Google Zeitgeist 2006

Google Zeitgeist 2006 is out. Along with an explanation on how the data is compiled on the Google Blog:

…we looked for those searches that were very popular in 2006 but were not as popular in 2005 — the explosive queries, the topics that everyone obsessed over….

It always proves to be an interesting bit of year-end data to look at. Yahoo on the other hand keeps things a little more up to date with the Buzz Index, also a very good read. For example the impact of President Ford’s death in searches. Very cool data. Hopefully one day Google will do something similar. I’d love to see how their audiences compare on current events as they happen.

Yahoo TV Redesign

I noticed this the other day. The Yahoo! TV redesign is aweful (my personal opinion, maybe some like/love it). And yes, we all know I’m a TV addict. Once upon a time I was a TVGuide.com user, but switched because it was to slow and cumbersome. Now once again I may be hunting for something better. Here are some of the problems I feel are pushing me away:

  • Need To Sign In To Get Correct Listings – Before I didn’t need to be signed in, it just saved a cookie with my prefs. This keeps my account more secure (separate sign-in) and still lets me quickly glance at my listings. I noticed for the past month or two even that wasn’t working very well. It seemed to forget my settings. Now I need to login or stay logged in (or get generic listings).
  • URL’s Should Be Forever – If they live short of that, use a redirect. The listings used to be http://tv.yahoo.com/grid it’s now http://tv.yahoo.com/listing. Breaking bookmarks is taboo on the web. Especially big pages like that which are very bookmarkable.
  • Abuse Of AJAX – It feels as if ajax was used only because it looks cool and trendy. It’s unnecessary. They should load the whole grid at once. Each section of the grid seems to be 8 -10 channels long. And one request for each section. The ajax response isn’t slim either, it’s raw html (likely inserted with innerHTML for performance reasons as DOM is typically slower). Now to scroll to channel 63, I need several of these requests. It’s slows things down despite being ajax and technically asynchronous.
  • Hard To Tune Navigation – The time navigation is hard to accurately pinpoint, making the old pulldown list of times in :30 intervals much easier to use. This is driving me nuts. I want 8:30!
  • More Clicking, Less TV Watching – Clicking on a link does this drop down effect.
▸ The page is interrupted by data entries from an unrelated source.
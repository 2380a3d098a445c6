//! Internal API endpoints.
//!
//! These endpoints are used by the report-ingestion pipeline and other
//! services inside the deployment. They are NOT exposed externally and
//! don't require bearer authentication; network policy restricts who can
//! reach them.

use std::sync::Arc;

use axum::extract::State;
use axum::http::StatusCode;
use axum::Json;
use chrono::Utc;
use serde::{Deserialize, Serialize};

use relief_grid_core::geo::{self, GeoPoint, STORAGE_PRECISION};
use relief_grid_core::DisasterId;
use relief_grid_store::{DisasterRecord, DisasterStatus, EmergencyType, Store, Urgency};

use crate::auth::TokenVerifier;
use crate::error::ApiError;
use crate::state::GatewayState;

// =============================================================================
// Request/Response Types
// =============================================================================

/// Request body for ingesting a disaster report.
#[derive(Debug, Deserialize)]
pub struct IngestDisasterBody {
    /// Reported latitude.
    pub lat: f64,
    /// Reported longitude.
    pub lon: f64,
    /// Kind of emergency.
    pub emergency_type: EmergencyType,
    /// Assigned urgency.
    pub urgency: Urgency,
    /// Estimated number of people affected.
    #[serde(default)]
    pub people_count: u32,
}

/// Response for disaster ingestion.
#[derive(Debug, Serialize)]
pub struct IngestDisasterResponse {
    /// The new disaster's ID.
    pub disaster_id: String,
    /// Full-precision geohash assigned to the location.
    pub geohash: String,
    /// Review status the record starts in.
    pub status: DisasterStatus,
}

// =============================================================================
// Handlers
// =============================================================================

/// Ingest a disaster report from the pipeline.
///
/// Persists the record in `Pending` status and feeds the proximity index
/// so the disaster is immediately queryable.
///
/// # Errors
///
/// Returns `BadRequest` for malformed coordinates, or an internal error if
/// the store fails.
pub async fn ingest_disaster<S, V>(
    State(state): State<Arc<GatewayState<S, V>>>,
    Json(body): Json<IngestDisasterBody>,
) -> Result<(StatusCode, Json<IngestDisasterResponse>), ApiError>
where
    S: Store + 'static,
    V: TokenVerifier + 'static,
{
    let point = GeoPoint::new(body.lat, body.lon)?;
    let now = Utc::now();

    let record = DisasterRecord {
        disaster_id: DisasterId::generate(),
        geohash: geo::encode(point, STORAGE_PRECISION)?,
        location: point,
        emergency_type: body.emergency_type,
        urgency: body.urgency,
        status: DisasterStatus::Pending,
        submitted_at: now,
        people_count: body.people_count,
    };

    let store = Arc::clone(&state.store);
    let stored = record.clone();
    tokio::task::spawn_blocking(move || store.put_disaster(&stored))
        .await
        .map_err(|e| ApiError::Internal(e.to_string()))??;

    state
        .disaster_index
        .upsert(record.disaster_id, point, now)?;

    tracing::info!(
        disaster_id = %record.disaster_id,
        geohash = %record.geohash,
        emergency_type = ?record.emergency_type,
        "Disaster report ingested"
    );

    Ok((
        StatusCode::CREATED,
        Json(IngestDisasterResponse {
            disaster_id: record.disaster_id.to_string(),
            geohash: record.geohash,
            status: record.status,
        }),
    ))
}
//! Health check endpoint.

use axum::http::StatusCode;
use axum::response::IntoResponse;
use axum::Json;
use serde::Serialize;

/// Health check response.
#[derive(Debug, Serialize)]
pub struct HealthResponse {
    /// Service status.
    pub status: &'static str,
    /// Service version.
    pub version: &'static str,
}

/// Health check handler.
///
/// Returns the current service status. This endpoint is public and
/// does not require authentication.
pub async fn health() -> impl IntoResponse {
    let response = HealthResponse {
        status: "healthy",
        version: env!("CARGO_PKG_VERSION"),
    };

    (StatusCode::OK, Json(response))
}

#[cfg(test)]
mod tests {
    use super::*;

    #[tokio::test]
    async fn health_returns_ok() {
        let response = health().await.into_response();
        assert_eq!(response.status(), StatusCode::OK);
    }
}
Only then can you get full show info (unless you open in new tab/window). 2 clicks where it used to be only 1.
  • “Info” Page Is Like A Splash Page – That info page is also very slow, unlike the old one which was very lean and fast. Rather than have upcoming episodes of the show listed as well as credits (good for seeing guest stars on The Simpsons), it’s filled with a lot of useless info (show ratings, reviews, link to buy DVD, promo photo’s, news related to the show). To get the good stuff (detailed info on show, credits, upcoming episodes)… yea all separated onto individual pages now. Lots of clicking.

I also hear of browser issues (Safari), but haven’t tested myself so I won’t go into that.
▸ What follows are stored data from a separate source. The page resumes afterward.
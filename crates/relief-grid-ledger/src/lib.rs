//! Role-gated task and resource state machines for relief-grid.
//!
//! [`TaskLedger`] is the single mutation path for task records and enforces
//! the `pending -> complete | cancel` state machine with role gates.
//! [`ResourceCounter`] keeps `0 <= availability <= capacity` for disaster
//! resources, linearizing updates per resource id. Both persist through the
//! store and return canonical updated records so callers observe their own
//! writes without re-reading.

#![forbid(unsafe_code)]
#![warn(missing_docs)]

mod error;
mod resources;
mod tasks;
pub mod transitions;

pub use error::{LedgerError, Result};
pub use resources::ResourceCounter;
pub use tasks::TaskLedger;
Now this doesn’t make much sense. They presumably went to ajax to make common tasks require less pageloads and increase usability and fluency of the site (click show title for more info), but instead I think it causes users to load more pages to view info they are accustomed to. The side effect on all this is that it’s slower for users who want some info on what’s on. I understand the need to monetize the pages, but at least make it worth clicking on.

Apparently they are working on things, and even addressing feedback and they deserve serious credit for that. It would be wrong to not credit them for this effort.

By the way: I wouldn’t mind turning off the “Record To TiVo” buttons. I don’t own a TiVo. Perhaps ask for the users pref when getting their TV listing info? Maybe that’s just me.

There does seem to be alternatives. TV.com and Zap2it.com as well as my employer’s site ShowBuzz (see, I do disclose relationships).

Needless to say, as a web developer and a TV addict, this redesign was very interesting from my perspective. I’ll be keeping an eye on it.

Disclaimer: Obviously, this post is my opinion only and does not in any way reflect the opinions of my employer.